We consider the “right-most” region, which is the region having a high-pressure limit at the point where the first maximum of q(1 − p/p0) with respect to p/p0 occurs (q is the loading, p is the vapor pressure, and p0 is the saturation vapor pressure), as per consistency criterion 1, and a low-pressure limit at the lowest pressure point on the isotherm. Next, we consider a region that has the same upper pressure limit but a lower pressure limit that is shifted to the right by one point on the pressure axis. We continue to move the lower pressure limit to the right until we locate a region with 4 consecutive data points. Then, we shift the upper pressure limit to a smaller value by one point, and again move the lower pressure limit to the right as before until we reach another 4-point linear region. The process continues until we reach a 4-point region starting at the lowest pressure point on the isotherm, which we define as the “left-most” region. We select a linear region to compute the BET area that satisfies as many consistency criteria as possible and contains at least 4 points.
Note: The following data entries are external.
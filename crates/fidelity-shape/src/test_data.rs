//! Test data generators for shape classification
//!
//! Seeded synthetic samples shared by the unit, integration and end-to-end
//! tests so that every crate exercises the same shapes.

use rand::rngs::StdRng;
use rand::SeedableRng;
use rand_distr::{Beta, Distribution, LogNormal, Normal, Uniform};

/// Standard test distributions for shape classification
pub struct TestDistributions;

impl TestDistributions {
    /// `n` draws from N(mean, sd) with a fixed seed
    pub fn normal(mean: f64, sd: f64, n: usize, seed: u64) -> Vec<f64> {
        let mut rng = StdRng::seed_from_u64(seed);
        let normal = Normal::new(mean, sd).unwrap();
        (0..n).map(|_| normal.sample(&mut rng)).collect()
    }

    /// Create a clearly unimodal normal distribution
    ///
    /// Returns 10000 samples from N(0, 1)
    pub fn unimodal_normal() -> Vec<f64> {
        Self::normal(0.0, 1.0, 10000, 42)
    }

    /// Create a unimodal distribution with heavy tails
    ///
    /// Returns 10000 samples: 90% from N(0, 1), 10% from N(0, 9)
    pub fn unimodal_heavy_tails() -> Vec<f64> {
        let mut rng = StdRng::seed_from_u64(42);
        let normal = Normal::new(0.0, 1.0).unwrap();
        let uniform = Uniform::new(0.0, 1.0);

        (0..10000)
            .map(|_| {
                let u = uniform.sample(&mut rng);
                if u < 0.9 {
                    normal.sample(&mut rng)
                } else {
                    normal.sample(&mut rng) * 3.0
                }
            })
            .collect()
    }

    /// Create a strongly right-skewed distribution with light tails
    ///
    /// Returns 10000 samples from Beta(1, 5) scaled to [0, 100]
    /// (skewness ≈ 1.18, excess kurtosis ≈ 1.2)
    pub fn right_skewed() -> Vec<f64> {
        let mut rng = StdRng::seed_from_u64(42);
        let beta = Beta::new(1.0, 5.0).unwrap();
        (0..10000).map(|_| beta.sample(&mut rng) * 100.0).collect()
    }

    /// Create a mildly skewed distribution
    ///
    /// Returns 10000 samples from Beta(2, 5) scaled to [-2, 2]
    /// (skewness ≈ 0.6, excess kurtosis ≈ -0.1)
    pub fn mildly_skewed() -> Vec<f64> {
        let mut rng = StdRng::seed_from_u64(42);
        let beta = Beta::new(2.0, 5.0).unwrap();
        (0..10000)
            .map(|_| beta.sample(&mut rng) * 4.0 - 2.0)
            .collect()
    }

    /// Create a log-normal distribution (skewed and heavy tailed)
    ///
    /// Returns 5000 samples from LogNormal(0, 1)
    pub fn lognormal() -> Vec<f64> {
        let mut rng = StdRng::seed_from_u64(42);
        let dist = LogNormal::new(0.0, 1.0).unwrap();
        (0..5000).map(|_| dist.sample(&mut rng)).collect()
    }

    /// Create a clearly bimodal distribution
    ///
    /// Returns 10000 samples: 5000 from N(-3, 0.8) and 5000 from N(3, 0.8)
    pub fn bimodal_symmetric() -> Vec<f64> {
        let mut rng = StdRng::seed_from_u64(42);
        let normal1 = Normal::new(-3.0, 0.8).unwrap();
        let normal2 = Normal::new(3.0, 0.8).unwrap();

        let mut data = Vec::with_capacity(10000);
        for _ in 0..5000 {
            data.push(normal1.sample(&mut rng));
        }
        for _ in 0..5000 {
            data.push(normal2.sample(&mut rng));
        }
        data
    }

    /// Create a trimodal distribution
    ///
    /// Returns 12000 samples: 4000 each from N(-4, 0.6), N(0, 0.6), N(4, 0.6)
    pub fn trimodal_symmetric() -> Vec<f64> {
        let mut rng = StdRng::seed_from_u64(42);
        let mut data = Vec::with_capacity(12000);
        for center in [-4.0, 0.0, 4.0] {
            let normal = Normal::new(center, 0.6).unwrap();
            for _ in 0..4000 {
                data.push(normal.sample(&mut rng));
            }
        }
        data
    }

    /// Create a uniform distribution (no clear modes)
    ///
    /// Returns 10000 samples from U(-5, 5)
    pub fn uniform_flat() -> Vec<f64> {
        let mut rng = StdRng::seed_from_u64(42);
        let uniform = Uniform::new(-5.0, 5.0);
        (0..10000).map(|_| uniform.sample(&mut rng)).collect()
    }
}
Best region for BET area calculation

To select the best region (i.e., the linear region that satisfies the most consistency criteria), we search through all possible “linear” regions. Here, a linear region is a set of 4+ consecutive points having an R2 value greater than 0.998 (or whatever the user has set R2 min to be), and fulfilling consistency criteria 1 and 2. We start with the “right-most” region from the isotherm, and check if it is “linear.” If it is, we store it as the “current best region.” If not, we continue to consider subsequent regions until we find one that is “linear.” Then, we move on to other candidate regions at lower pressures.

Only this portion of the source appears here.